* **Stored items**
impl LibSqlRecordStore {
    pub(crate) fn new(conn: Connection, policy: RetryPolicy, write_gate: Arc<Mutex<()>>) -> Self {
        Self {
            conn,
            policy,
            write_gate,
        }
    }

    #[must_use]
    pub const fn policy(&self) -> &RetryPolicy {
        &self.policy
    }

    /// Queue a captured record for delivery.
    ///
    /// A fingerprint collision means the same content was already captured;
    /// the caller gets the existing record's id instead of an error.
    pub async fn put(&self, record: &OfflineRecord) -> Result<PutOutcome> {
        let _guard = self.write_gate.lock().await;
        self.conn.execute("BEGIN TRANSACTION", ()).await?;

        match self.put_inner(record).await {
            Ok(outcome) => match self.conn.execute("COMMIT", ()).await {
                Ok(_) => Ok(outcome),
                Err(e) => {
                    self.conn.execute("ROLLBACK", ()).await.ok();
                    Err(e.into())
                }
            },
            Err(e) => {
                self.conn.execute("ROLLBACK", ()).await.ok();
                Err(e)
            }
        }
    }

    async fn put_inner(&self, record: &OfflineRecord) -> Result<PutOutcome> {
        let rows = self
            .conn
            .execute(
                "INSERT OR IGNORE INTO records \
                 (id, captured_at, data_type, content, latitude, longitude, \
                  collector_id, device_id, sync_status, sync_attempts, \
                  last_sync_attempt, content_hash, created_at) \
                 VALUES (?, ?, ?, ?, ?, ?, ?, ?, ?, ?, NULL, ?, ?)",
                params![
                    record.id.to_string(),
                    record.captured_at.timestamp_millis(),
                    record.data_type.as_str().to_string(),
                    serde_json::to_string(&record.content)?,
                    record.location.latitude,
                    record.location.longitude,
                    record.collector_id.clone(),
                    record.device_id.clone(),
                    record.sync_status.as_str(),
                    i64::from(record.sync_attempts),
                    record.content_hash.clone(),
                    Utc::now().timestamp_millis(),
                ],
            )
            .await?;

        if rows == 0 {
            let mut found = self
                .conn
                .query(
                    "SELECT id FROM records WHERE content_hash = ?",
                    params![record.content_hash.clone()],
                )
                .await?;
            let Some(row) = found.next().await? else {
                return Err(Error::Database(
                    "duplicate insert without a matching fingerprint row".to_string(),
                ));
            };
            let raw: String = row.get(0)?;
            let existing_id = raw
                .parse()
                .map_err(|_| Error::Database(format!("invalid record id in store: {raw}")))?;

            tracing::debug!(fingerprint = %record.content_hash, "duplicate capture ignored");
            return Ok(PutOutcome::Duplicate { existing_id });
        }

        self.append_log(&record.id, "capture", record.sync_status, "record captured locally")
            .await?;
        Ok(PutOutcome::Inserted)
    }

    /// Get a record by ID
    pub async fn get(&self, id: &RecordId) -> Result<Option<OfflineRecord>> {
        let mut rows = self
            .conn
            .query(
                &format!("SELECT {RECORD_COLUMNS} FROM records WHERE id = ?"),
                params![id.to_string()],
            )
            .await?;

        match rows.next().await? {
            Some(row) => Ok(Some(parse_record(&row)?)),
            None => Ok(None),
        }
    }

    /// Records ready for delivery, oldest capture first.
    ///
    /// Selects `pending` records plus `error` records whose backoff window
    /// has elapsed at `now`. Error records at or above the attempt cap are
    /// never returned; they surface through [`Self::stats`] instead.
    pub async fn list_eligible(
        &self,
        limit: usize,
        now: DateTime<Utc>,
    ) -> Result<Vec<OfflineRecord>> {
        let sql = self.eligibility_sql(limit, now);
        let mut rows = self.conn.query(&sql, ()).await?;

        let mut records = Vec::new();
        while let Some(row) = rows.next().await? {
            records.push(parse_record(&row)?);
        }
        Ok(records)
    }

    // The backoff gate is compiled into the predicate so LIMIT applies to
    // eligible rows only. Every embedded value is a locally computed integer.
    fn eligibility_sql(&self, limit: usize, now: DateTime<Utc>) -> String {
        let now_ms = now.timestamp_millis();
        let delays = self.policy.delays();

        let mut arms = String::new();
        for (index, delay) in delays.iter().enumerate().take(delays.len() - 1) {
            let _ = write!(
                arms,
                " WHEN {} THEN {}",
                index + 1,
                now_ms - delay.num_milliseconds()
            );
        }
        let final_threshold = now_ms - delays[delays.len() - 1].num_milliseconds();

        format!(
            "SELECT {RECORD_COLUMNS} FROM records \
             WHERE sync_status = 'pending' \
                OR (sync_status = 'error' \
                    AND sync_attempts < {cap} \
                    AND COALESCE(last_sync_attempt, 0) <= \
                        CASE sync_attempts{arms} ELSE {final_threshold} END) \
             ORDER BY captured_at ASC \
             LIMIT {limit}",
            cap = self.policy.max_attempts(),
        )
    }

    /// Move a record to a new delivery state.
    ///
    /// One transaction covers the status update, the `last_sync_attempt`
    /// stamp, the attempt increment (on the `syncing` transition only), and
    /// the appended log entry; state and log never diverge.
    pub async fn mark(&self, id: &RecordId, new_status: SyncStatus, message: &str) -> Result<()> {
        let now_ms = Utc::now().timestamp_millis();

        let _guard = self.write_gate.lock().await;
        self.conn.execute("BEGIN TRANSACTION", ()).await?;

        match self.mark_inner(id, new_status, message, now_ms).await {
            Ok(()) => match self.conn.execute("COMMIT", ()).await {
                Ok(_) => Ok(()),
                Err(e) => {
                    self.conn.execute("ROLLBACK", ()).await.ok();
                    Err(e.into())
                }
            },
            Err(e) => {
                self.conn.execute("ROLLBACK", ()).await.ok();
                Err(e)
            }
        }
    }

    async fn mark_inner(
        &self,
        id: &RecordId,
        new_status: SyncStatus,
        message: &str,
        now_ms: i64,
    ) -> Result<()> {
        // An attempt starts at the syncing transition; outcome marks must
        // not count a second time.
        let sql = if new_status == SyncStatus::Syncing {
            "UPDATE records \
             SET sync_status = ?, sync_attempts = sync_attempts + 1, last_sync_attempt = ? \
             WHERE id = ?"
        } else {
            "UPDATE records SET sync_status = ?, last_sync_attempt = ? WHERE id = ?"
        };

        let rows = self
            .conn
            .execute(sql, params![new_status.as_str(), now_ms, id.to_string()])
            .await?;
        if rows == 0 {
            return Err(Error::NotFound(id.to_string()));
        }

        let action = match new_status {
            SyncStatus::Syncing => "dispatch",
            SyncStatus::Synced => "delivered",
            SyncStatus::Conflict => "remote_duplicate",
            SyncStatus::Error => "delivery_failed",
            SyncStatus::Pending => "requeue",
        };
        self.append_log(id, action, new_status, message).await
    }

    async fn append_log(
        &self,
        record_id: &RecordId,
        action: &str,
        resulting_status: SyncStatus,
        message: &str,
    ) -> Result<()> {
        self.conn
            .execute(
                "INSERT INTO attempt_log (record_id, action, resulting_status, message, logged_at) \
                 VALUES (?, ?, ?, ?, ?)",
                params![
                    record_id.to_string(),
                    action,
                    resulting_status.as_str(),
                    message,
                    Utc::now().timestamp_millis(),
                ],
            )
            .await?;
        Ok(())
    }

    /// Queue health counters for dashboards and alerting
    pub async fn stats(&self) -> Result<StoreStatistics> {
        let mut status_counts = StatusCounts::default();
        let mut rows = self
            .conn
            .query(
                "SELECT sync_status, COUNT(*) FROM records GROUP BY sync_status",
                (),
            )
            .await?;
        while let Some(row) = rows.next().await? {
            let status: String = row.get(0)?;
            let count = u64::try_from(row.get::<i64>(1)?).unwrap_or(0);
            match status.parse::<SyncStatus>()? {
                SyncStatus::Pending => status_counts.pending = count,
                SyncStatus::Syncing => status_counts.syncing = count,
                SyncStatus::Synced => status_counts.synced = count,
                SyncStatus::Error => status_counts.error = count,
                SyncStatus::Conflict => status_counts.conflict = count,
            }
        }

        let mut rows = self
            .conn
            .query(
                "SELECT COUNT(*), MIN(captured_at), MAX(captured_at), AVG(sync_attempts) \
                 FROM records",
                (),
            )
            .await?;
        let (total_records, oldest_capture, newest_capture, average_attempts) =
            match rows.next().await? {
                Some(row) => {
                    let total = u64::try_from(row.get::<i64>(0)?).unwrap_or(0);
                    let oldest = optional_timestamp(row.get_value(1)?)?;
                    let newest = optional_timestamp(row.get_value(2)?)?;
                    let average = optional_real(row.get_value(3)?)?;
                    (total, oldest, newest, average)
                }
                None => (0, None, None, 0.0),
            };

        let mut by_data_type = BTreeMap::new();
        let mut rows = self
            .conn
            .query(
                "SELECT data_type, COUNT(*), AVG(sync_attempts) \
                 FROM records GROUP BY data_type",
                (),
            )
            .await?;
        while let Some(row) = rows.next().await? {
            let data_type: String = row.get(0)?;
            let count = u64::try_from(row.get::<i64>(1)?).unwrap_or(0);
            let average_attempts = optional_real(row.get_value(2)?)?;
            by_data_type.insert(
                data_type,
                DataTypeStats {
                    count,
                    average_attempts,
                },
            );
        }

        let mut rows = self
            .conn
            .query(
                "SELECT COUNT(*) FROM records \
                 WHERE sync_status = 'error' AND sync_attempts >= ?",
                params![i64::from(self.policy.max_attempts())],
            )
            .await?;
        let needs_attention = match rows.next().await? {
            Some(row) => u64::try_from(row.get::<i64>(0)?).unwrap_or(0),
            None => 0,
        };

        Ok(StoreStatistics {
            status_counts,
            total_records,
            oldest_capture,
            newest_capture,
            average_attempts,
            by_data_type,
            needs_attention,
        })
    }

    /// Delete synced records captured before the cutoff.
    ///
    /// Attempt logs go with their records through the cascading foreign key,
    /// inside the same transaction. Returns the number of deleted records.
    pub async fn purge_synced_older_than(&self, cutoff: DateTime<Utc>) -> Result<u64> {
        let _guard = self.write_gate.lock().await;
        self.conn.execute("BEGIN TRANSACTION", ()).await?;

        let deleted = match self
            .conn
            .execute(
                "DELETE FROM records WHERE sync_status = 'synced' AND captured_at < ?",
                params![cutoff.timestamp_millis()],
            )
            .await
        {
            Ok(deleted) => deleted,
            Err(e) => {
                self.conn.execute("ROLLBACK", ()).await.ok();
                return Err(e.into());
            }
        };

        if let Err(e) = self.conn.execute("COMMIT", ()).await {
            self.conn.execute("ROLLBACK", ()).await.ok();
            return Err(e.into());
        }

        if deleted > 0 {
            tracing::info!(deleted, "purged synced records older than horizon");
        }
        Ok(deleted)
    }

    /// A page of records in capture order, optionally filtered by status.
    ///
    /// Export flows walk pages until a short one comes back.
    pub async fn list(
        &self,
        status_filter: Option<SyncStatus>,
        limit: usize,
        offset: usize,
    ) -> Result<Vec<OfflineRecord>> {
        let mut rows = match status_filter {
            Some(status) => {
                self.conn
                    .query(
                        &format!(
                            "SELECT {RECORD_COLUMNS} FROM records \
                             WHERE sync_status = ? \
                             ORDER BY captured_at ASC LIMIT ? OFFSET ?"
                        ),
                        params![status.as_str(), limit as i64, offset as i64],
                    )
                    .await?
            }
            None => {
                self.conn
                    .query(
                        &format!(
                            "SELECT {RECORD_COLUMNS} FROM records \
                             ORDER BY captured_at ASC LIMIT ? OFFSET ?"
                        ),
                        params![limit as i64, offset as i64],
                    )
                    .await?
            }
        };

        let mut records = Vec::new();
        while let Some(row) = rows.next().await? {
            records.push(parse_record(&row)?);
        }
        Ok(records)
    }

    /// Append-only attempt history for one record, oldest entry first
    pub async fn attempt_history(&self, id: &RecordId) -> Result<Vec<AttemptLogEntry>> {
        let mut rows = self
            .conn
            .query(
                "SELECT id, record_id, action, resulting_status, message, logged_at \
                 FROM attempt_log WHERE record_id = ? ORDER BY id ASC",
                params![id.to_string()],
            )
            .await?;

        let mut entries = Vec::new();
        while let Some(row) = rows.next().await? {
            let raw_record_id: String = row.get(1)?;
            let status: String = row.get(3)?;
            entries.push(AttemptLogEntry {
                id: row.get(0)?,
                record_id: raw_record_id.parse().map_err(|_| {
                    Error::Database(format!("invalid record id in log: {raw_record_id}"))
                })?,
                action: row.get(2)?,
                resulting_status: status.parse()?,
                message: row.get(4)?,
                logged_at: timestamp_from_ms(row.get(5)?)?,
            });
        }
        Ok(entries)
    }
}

* **Task objective**
The answer should contain only the lines from the first line of the entries through the line holding "#[must_use]", each exactly as written.

* **Final answer**
impl LibSqlRecordStore {
    pub(crate) fn new(conn: Connection, policy: RetryPolicy, write_gate: Arc<Mutex<()>>) -> Self {
        Self {
            conn,
            policy,
            write_gate,
        }
    }

    #[must_use]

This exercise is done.